[Problem to solve] Your job with the data below: print everything from the line that holds "fn set_value(&self, node: &Self::Node, value: &str);" down to the line that holds "fn request_submit(&self, form: &Self::Node);", ends included, exactly, and nothing else.

[Information]

//! Client Form UI
//!
//! Owns every page behavior and the shared services they run on.

use std::rc::Rc;

use dom_hotkeys::KeyPress;

use crate::components::{
    use_example, AutoSave, FormValidator, RequestEvent, RequestObserver, SubmitShortcut,
    ThemeToggle, ToastService, UploadPreview,
};
use crate::config::UiConfig;
use crate::error::UiResult;
use crate::models::{Severity, Theme, UploadedFile};
use crate::platform::Clipboard;
use crate::store::KeyValueStore;
use crate::tasks::Scheduler;
use crate::view::View;

/// Platform services injected into the UI
#[derive(Clone)]
pub struct Services {
    pub store: Rc<dyn KeyValueStore>,
    pub scheduler: Rc<dyn Scheduler>,
    pub clipboard: Rc<dyn Clipboard>,
}

pub struct ClientFormUi<V: View> {
    view: Rc<V>,
    services: Services,
    config: UiConfig,
    toasts: ToastService<V>,
    upload: UploadPreview<V>,
    requests: RequestObserver<V>,
    validator: FormValidator<V>,
    theme: ThemeToggle<V>,
    auto_save: AutoSave<V>,
    shortcut: SubmitShortcut<V>,
}

impl<V: View> ClientFormUi<V> {
    pub fn new(view: Rc<V>, services: Services, config: UiConfig) -> Self {
        let toasts = ToastService::new(
            view.clone(),
            services.scheduler.clone(),
            services.clipboard.clone(),
            config.toast_lifetime(),
        );
        Self {
            upload: UploadPreview::new(view.clone()),
            requests: RequestObserver::new(toasts.clone(), config.success_marker.clone()),
            validator: FormValidator::new(view.clone()),
            theme: ThemeToggle::new(
                view.clone(),
                services.store.clone(),
                config.theme_key.clone(),
                config.theme_attribute.clone(),
            ),
            auto_save: AutoSave::new(view.clone(), services.store.clone()),
            shortcut: SubmitShortcut::new(view.clone()),
            toasts,
            view,
            services,
            config,
        }
    }

    /// A fresh instance over the same view and services with `config` applied
    pub fn with_config(&self, config: UiConfig) -> Self {
        Self::new(self.view.clone(), self.services.clone(), config)
    }

    pub fn config(&self) -> &UiConfig {
        &self.config
    }

    pub fn view(&self) -> &V {
        &self.view
    }

    // ========================
    // Page Lifecycle
    // ========================

    /// Apply the saved theme; runs before the document is interactive
    pub fn restore_theme(&self) -> Option<String> {
        self.theme.restore()
    }

    /// Wire auto-save for every configured form. Returns how many forms had fields wired.
    pub fn register_auto_save(&self) -> usize {
        self.config
            .auto_save_forms
            .iter()
            .filter(|form_id| self.auto_save.attach(form_id) > 0)
            .count()
    }

    // ========================
    // Event Entry Points
    // ========================

    pub fn file_selected(&self, input: &V::Node, file: Option<UploadedFile>) {
        self.upload.file_selected(input, file);
    }

    pub fn request_event(&self, event: &RequestEvent) {
        self.requests.handle(event);
    }

    /// Returns true when the key press was consumed
    pub fn key_pressed(&self, press: &KeyPress) -> bool {
        self.shortcut.handle(press)
    }

    // ========================
    // Markup-Callable Operations
    // ========================

    pub fn show_toast(&self, message: &str, severity: Severity) -> Option<V::Node> {
        self.toasts.show(message, severity)
    }

    pub fn copy_to_clipboard(&self, text: &str) {
        self.toasts.copy_to_clipboard(text);
    }

    pub fn validate_form(&self, form_id: &str) -> bool {
        self.validator.validate(form_id)
    }

    pub fn toggle_theme(&self) -> UiResult<Theme> {
        self.theme.toggle()
    }

    pub fn auto_save_form(&self, form_id: &str) -> usize {
        self.auto_save.attach(form_id)
    }

    pub fn use_example(&self, prompt: &str) -> bool {
        use_example(&*self.view, prompt)
    }
}

#[cfg(test)]
mod tests {
    use super::*;
    use crate::config::{AUTO_SAVE_FORMS, TOAST_CONTAINER_ID};
    use crate::platform::Completion;
    use crate::store::MemoryStore;
    use crate::tasks::ManualScheduler;
    use crate::view::fake::FakeDocument;
    use std::time::Duration;

    struct OkClipboard(Rc<ManualScheduler>);

    impl Clipboard for OkClipboard {
        fn write_text(&self, _text: &str, done: Completion<UiResult<()>>) {
            self.0.defer(Box::new(move || done(Ok(()))));
        }
    }

    struct Harness {
        doc: Rc<FakeDocument>,
        store: Rc<MemoryStore>,
        scheduler: Rc<ManualScheduler>,
        ui: ClientFormUi<FakeDocument>,
    }

    fn harness(store: MemoryStore) -> Harness {
        let doc = Rc::new(FakeDocument::new());
        let store = Rc::new(store);
        let scheduler = Rc::new(ManualScheduler::new());
        let services = Services {
            store: store.clone(),
            scheduler: scheduler.clone(),
            clipboard: Rc::new(OkClipboard(scheduler.clone())),
        };
        let ui = ClientFormUi::new(doc.clone(), services, UiConfig::default());
        Harness {
            doc,
            store,
            scheduler,
            ui,
        }
    }

    #[test]
    fn test_registers_only_the_fixed_forms() {
        let h = harness(MemoryStore::with_entries([
            ("text-to-video-form_prompt", "a cat surfing"),
            ("gallery-form_query", "ignored"),
        ]));
        let body = h.doc.body_id();
        let mut prompts = Vec::new();
        for form_id in AUTO_SAVE_FORMS {
            let form = h.doc.add(body, "form", &[("id", form_id)]);
            prompts.push(h.doc.add(form, "textarea", &[("name", "prompt")]));
        }
        let gallery = h.doc.add(body, "form", &[("id", "gallery-form")]);
        let query = h.doc.add(gallery, "input", &[("name", "query")]);

        assert_eq!(h.ui.register_auto_save(), 3);
        assert_eq!(h.doc.value(&prompts[0]), "a cat surfing");
        assert_eq!(h.doc.value(&query), "");
        assert_eq!(h.doc.listener_count(query, "change"), 0);

        h.doc.change_value(prompts[2], "restyle as anime").unwrap();
        assert_eq!(
            h.store.get("video-to-video-form_prompt").as_deref(),
            Some("restyle as anime")
        );
    }

    #[test]
    fn test_register_skips_empty_forms() {
        let h = harness(MemoryStore::new());
        h.doc.add(h.doc.body_id(), "form", &[("id", "image-to-video-form")]);
        assert_eq!(h.ui.register_auto_save(), 0);
    }

    #[test]
    fn test_theme_restore_then_toggle() {
        let h = harness(MemoryStore::with_entries([("theme", "dark")]));
        assert_eq!(h.ui.restore_theme().as_deref(), Some("dark"));
        assert_eq!(h.ui.toggle_theme().unwrap(), Theme::Light);
        assert_eq!(h.store.get("theme").as_deref(), Some("light"));
    }

    #[test]
    fn test_with_config_applies_late_settings() {
        let h = harness(MemoryStore::with_entries([("vg-theme", "dark")]));
        assert!(h.ui.restore_theme().is_none());

        let config = UiConfig::from_page_block(Some(r#"{"themeKey": "vg-theme", "toastLifetimeMs": 500}"#));
        let ui = h.ui.with_config(config);
        assert_eq!(ui.restore_theme().as_deref(), Some("dark"));

        ui.show_toast("short", Severity::Info);
        let container = h.doc.element_by_id(TOAST_CONTAINER_ID).unwrap();
        h.scheduler.advance(Duration::from_millis(500));
        assert!(h.doc.children(container).is_empty());
    }

    #[test]
    fn test_copy_then_toast_expires() {
        let h = harness(MemoryStore::new());
        h.ui.copy_to_clipboard("seed 42");
        h.scheduler.run_until_idle();

        let container = h.doc.element_by_id(TOAST_CONTAINER_ID).unwrap();
        assert_eq!(h.doc.children(container).len(), 1);

        h.scheduler.advance(Duration::from_millis(3000));
        assert!(h.doc.children(container).is_empty());
    }

    #[test]
    fn test_shortcut_and_examples_route_through_view() {
        let h = harness(MemoryStore::new());
        let form = h.doc.add(h.doc.body_id(), "form", &[("id", "text-to-video-form")]);
        let prompt = h.doc.add(form, "textarea", &[("id", "prompt"), ("name", "prompt")]);

        assert!(h.ui.use_example("A lighthouse at dusk"));
        assert_eq!(h.doc.value(&prompt), "A lighthouse at dusk");
        assert!(h.ui.key_pressed(&KeyPress::new("Enter").with_ctrl()));
        assert_eq!(h.doc.submitted(), vec![form]);
    }

    #[test]
    fn test_validate_and_request_events() {
        let h = harness(MemoryStore::new());
        let form = h.doc.add(h.doc.body_id(), "form", &[("id", "image-to-video-form")]);
        let image = h.doc.add(form, "input", &[("name", "image"), ("required", "")]);

        assert!(!h.ui.validate_form("image-to-video-form"));
        assert!(h.doc.has_class(image, "is-invalid"));

        h.ui.request_event(&RequestEvent::AfterRequest {
            path: "/generate".into(),
            successful: false,
            response_text: String::new(),
        });
        let container = h.doc.element_by_id(TOAST_CONTAINER_ID).unwrap();
        assert_eq!(h.doc.text_content(container), "Request failed. Please try again.");
    }
}
//! Prompt Examples
//!
//! Copies an example prompt into the `#prompt` field.

use crate::config::PROMPT_ID;
use crate::view::View;

/// Fill and focus the prompt field; false when the page has none
pub fn use_example<V: View>(view: &V, prompt: &str) -> bool {
    let Some(field) = view.element_by_id(PROMPT_ID) else {
        return false;
    };
    view.set_value(&field, prompt);
    view.focus(&field);
    true
}

#[cfg(test)]
mod tests {
    use super::*;
    use crate::view::fake::FakeDocument;

    #[test]
    fn test_fills_and_focuses_prompt() {
        let doc = FakeDocument::new();
        let prompt = doc.add(doc.body_id(), "textarea", &[("id", "prompt")]);
        doc.set_value(&prompt, "old");

        assert!(use_example(&doc, "A red fox running through snow"));
        assert_eq!(doc.value(&prompt), "A red fox running through snow");
        assert_eq!(doc.active_element(), Some(prompt));
    }

    #[test]
    fn test_missing_prompt_is_noop() {
        let doc = FakeDocument::new();
        assert!(!use_example(&doc, "anything"));
    }
}
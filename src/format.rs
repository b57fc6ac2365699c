//! Display Formatting
//!
//! Helpers exposed to markup for rendering sizes and durations.

const SIZE_UNITS: [&str; 4] = ["Bytes", "KB", "MB", "GB"];

/// Base-1024 size with up to two decimals, e.g. `1536` -> `"1.5 KB"`.
/// Sizes past the GB range stay in GB.
/// Fractional byte counts are kept; zero, negative and NaN inputs give `"0 Bytes"`.
pub fn format_file_size(bytes: f64) -> String {
    if bytes.is_nan() || bytes <= 0.0 {
        return "0 Bytes".to_string();
    }
    let mut unit = 0;
    while unit + 1 < SIZE_UNITS.len() && bytes >= 1024f64.powi(unit as i32 + 1) {
        unit += 1;
    }
    let scaled = bytes / 1024f64.powi(unit as i32);
    let rounded = (scaled * 100.0).round() / 100.0;
    format!("{} {}", rounded, SIZE_UNITS[unit])
}

/// `minutes:seconds` with zero-padded seconds, e.g. `65.0` -> `"1:05"`
pub fn format_duration(seconds: f64) -> String {
    let mins = (seconds / 60.0).floor() as i64;
    let secs = (seconds % 60.0).floor() as i64;
    format!("{}:{:02}", mins, secs)
}
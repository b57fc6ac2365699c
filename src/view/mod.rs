//! View Layer
//!
//! Typed DOM access used by the components. `DomView` talks to the real
//! document; tests drive the components through an in-memory fake.

mod dom;
#[cfg(test)]
pub(crate) mod fake;

pub use dom::DomView;

use crate::error::UiResult;

/// Event handler attached through [`View::listen`]. An `Err` escapes the
/// listener as an uncaught fault.
pub type Listener = Box<dyn FnMut() -> UiResult<()>>;

/// Typed accessors over a document
pub trait View: 'static {
    /// Handle to one element
    type Node: Clone + PartialEq + 'static;

    fn element_by_id(&self, id: &str) -> Option<Self::Node>;

    fn body(&self) -> Option<Self::Node>;

    /// The root `<html>` element
    fn document_element(&self) -> Option<Self::Node>;

    fn active_element(&self) -> Option<Self::Node>;

    fn create_element(&self, tag: &str) -> Self::Node;

    /// First descendant of `scope` matching `selector`
    fn query_first(&self, scope: &Self::Node, selector: &str) -> Option<Self::Node>;

    /// All descendants of `scope` matching `selector`, in document order
    fn query_all(&self, scope: &Self::Node, selector: &str) -> Vec<Self::Node>;

    /// `node` itself or its nearest ancestor matching `selector`
    fn closest(&self, node: &Self::Node, selector: &str) -> Option<Self::Node>;

    fn attribute(&self, node: &Self::Node, name: &str) -> Option<String>;

    fn set_attribute(&self, node: &Self::Node, name: &str, value: &str);

    fn add_class(&self, node: &Self::Node, class: &str);

    fn remove_class(&self, node: &Self::Node, class: &str);

    fn set_text(&self, node: &Self::Node, text: &str);

    /// Current value of a form control; empty for anything else
    fn value(&self, node: &Self::Node) -> String;

    fn set_value(&self, node: &Self::Node, value: &str);

    fn focus(&self, node: &Self::Node);

    fn append_child(&self, parent: &Self::Node, child: &Self::Node);

    /// Append `text` to `parent` as a text node
    fn append_text(&self, parent: &Self::Node, text: &str);

    /// Detach `node` from the document; no-op when already detached
    fn remove(&self, node: &Self::Node);

    fn request_submit(&self, form: &Self::Node);

    fn listen(&self, node: &Self::Node, event: &str, handler: Listener);
}
//! Browser-backed view over `web_sys::Document`.

use wasm_bindgen::prelude::*;
use wasm_bindgen::JsCast;
use web_sys::{Document, Element};

use super::{Listener, View};

/// The live document
#[derive(Debug, Clone)]
pub struct DomView {
    document: Document,
}

impl DomView {
    pub fn new(document: Document) -> Self {
        Self { document }
    }

    /// View over `window.document`, if running in a page
    pub fn current() -> Option<Self> {
        web_sys::window()?.document().map(Self::new)
    }

    pub fn document(&self) -> &Document {
        &self.document
    }

    /// True while the parser is still building the document
    pub fn is_loading(&self) -> bool {
        self.document.ready_state() == "loading"
    }

    /// Every `<input type="file">` currently in the document
    pub fn file_inputs(&self) -> Vec<web_sys::HtmlInputElement> {
        collect_elements(self.document.query_selector_all("input[type=\"file\"]"))
            .into_iter()
            .filter_map(|el| el.dyn_into::<web_sys::HtmlInputElement>().ok())
            .collect()
    }
}

fn collect_elements(list: Result<web_sys::NodeList, JsValue>) -> Vec<Element> {
    let Ok(list) = list else {
        return Vec::new();
    };
    (0..list.length())
        .filter_map(|i| list.get(i))
        .filter_map(|node| node.dyn_into::<Element>().ok())
        .collect()
}

impl View for DomView {
    type Node = Element;

    fn element_by_id(&self, id: &str) -> Option<Element> {
        self.document.get_element_by_id(id)
    }

    fn body(&self) -> Option<Element> {
        self.document.body().map(Into::into)
    }

    fn document_element(&self) -> Option<Element> {
        self.document.document_element()
    }

    fn active_element(&self) -> Option<Element> {
        self.document.active_element()
    }

    fn create_element(&self, tag: &str) -> Element {
        self.document
            .create_element(tag)
            .unwrap_or_else(|e| wasm_bindgen::throw_val(e))
    }

    fn query_first(&self, scope: &Element, selector: &str) -> Option<Element> {
        scope.query_selector(selector).ok().flatten()
    }

    fn query_all(&self, scope: &Element, selector: &str) -> Vec<Element> {
        collect_elements(scope.query_selector_all(selector))
    }

    fn closest(&self, node: &Element, selector: &str) -> Option<Element> {
        node.closest(selector).ok().flatten()
    }

    fn attribute(&self, node: &Element, name: &str) -> Option<String> {
        node.get_attribute(name)
    }

    fn set_attribute(&self, node: &Element, name: &str, value: &str) {
        let _ = node.set_attribute(name, value);
    }

    fn add_class(&self, node: &Element, class: &str) {
        let _ = node.class_list().add_1(class);
    }

    fn remove_class(&self, node: &Element, class: &str) {
        let _ = node.class_list().remove_1(class);
    }

    fn set_text(&self, node: &Element, text: &str) {
        node.set_text_content(Some(text));
    }

    fn value(&self, node: &Element) -> String {
        if let Some(input) = node.dyn_ref::<web_sys::HtmlInputElement>() {
            input.value()
        } else if let Some(area) = node.dyn_ref::<web_sys::HtmlTextAreaElement>() {
            area.value()
        } else if let Some(select) = node.dyn_ref::<web_sys::HtmlSelectElement>() {
            select.value()
        } else {
            String::new()
        }
    }

    fn set_value(&self, node: &Element, value: &str) {
        if let Some(input) = node.dyn_ref::<web_sys::HtmlInputElement>() {
            input.set_value(value);
        } else if let Some(area) = node.dyn_ref::<web_sys::HtmlTextAreaElement>() {
            area.set_value(value);
        } else if let Some(select) = node.dyn_ref::<web_sys::HtmlSelectElement>() {
            select.set_value(value);
        }
    }

    fn focus(&self, node: &Element) {
        if let Some(el) = node.dyn_ref::<web_sys::HtmlElement>() {
            let _ = el.focus();
        }
    }

    fn append_child(&self, parent: &Element, child: &Element) {
        let _ = parent.append_child(child);
    }

    fn append_text(&self, parent: &Element, text: &str) {
        let _ = parent.append_child(&self.document.create_text_node(text));
    }

    fn remove(&self, node: &Element) {
        node.remove();
    }

    fn request_submit(&self, form: &Element) {
        if let Some(form) = form.dyn_ref::<web_sys::HtmlFormElement>() {
            let _ = form.request_submit();
        }
    }

    fn listen(&self, node: &Element, event: &str, mut handler: Listener) {
        let callback = Closure::<dyn FnMut(web_sys::Event) -> Result<(), JsValue>>::new(
            move |_: web_sys::Event| handler().map_err(JsValue::from),
        );
        let _ = node.add_event_listener_with_callback(event, callback.as_ref().unchecked_ref());
        callback.forget();
    }
}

[Task response]
    fn set_value(&self, node: &Self::Node, value: &str);

    fn focus(&self, node: &Self::Node);

    fn append_child(&self, parent: &Self::Node, child: &Self::Node);

    /// Append `text` to `parent` as a text node
    fn append_text(&self, parent: &Self::Node, text: &str);

    /// Detach `node` from the document; no-op when already detached
    fn remove(&self, node: &Self::Node);

    fn request_submit(&self, form: &Self::Node);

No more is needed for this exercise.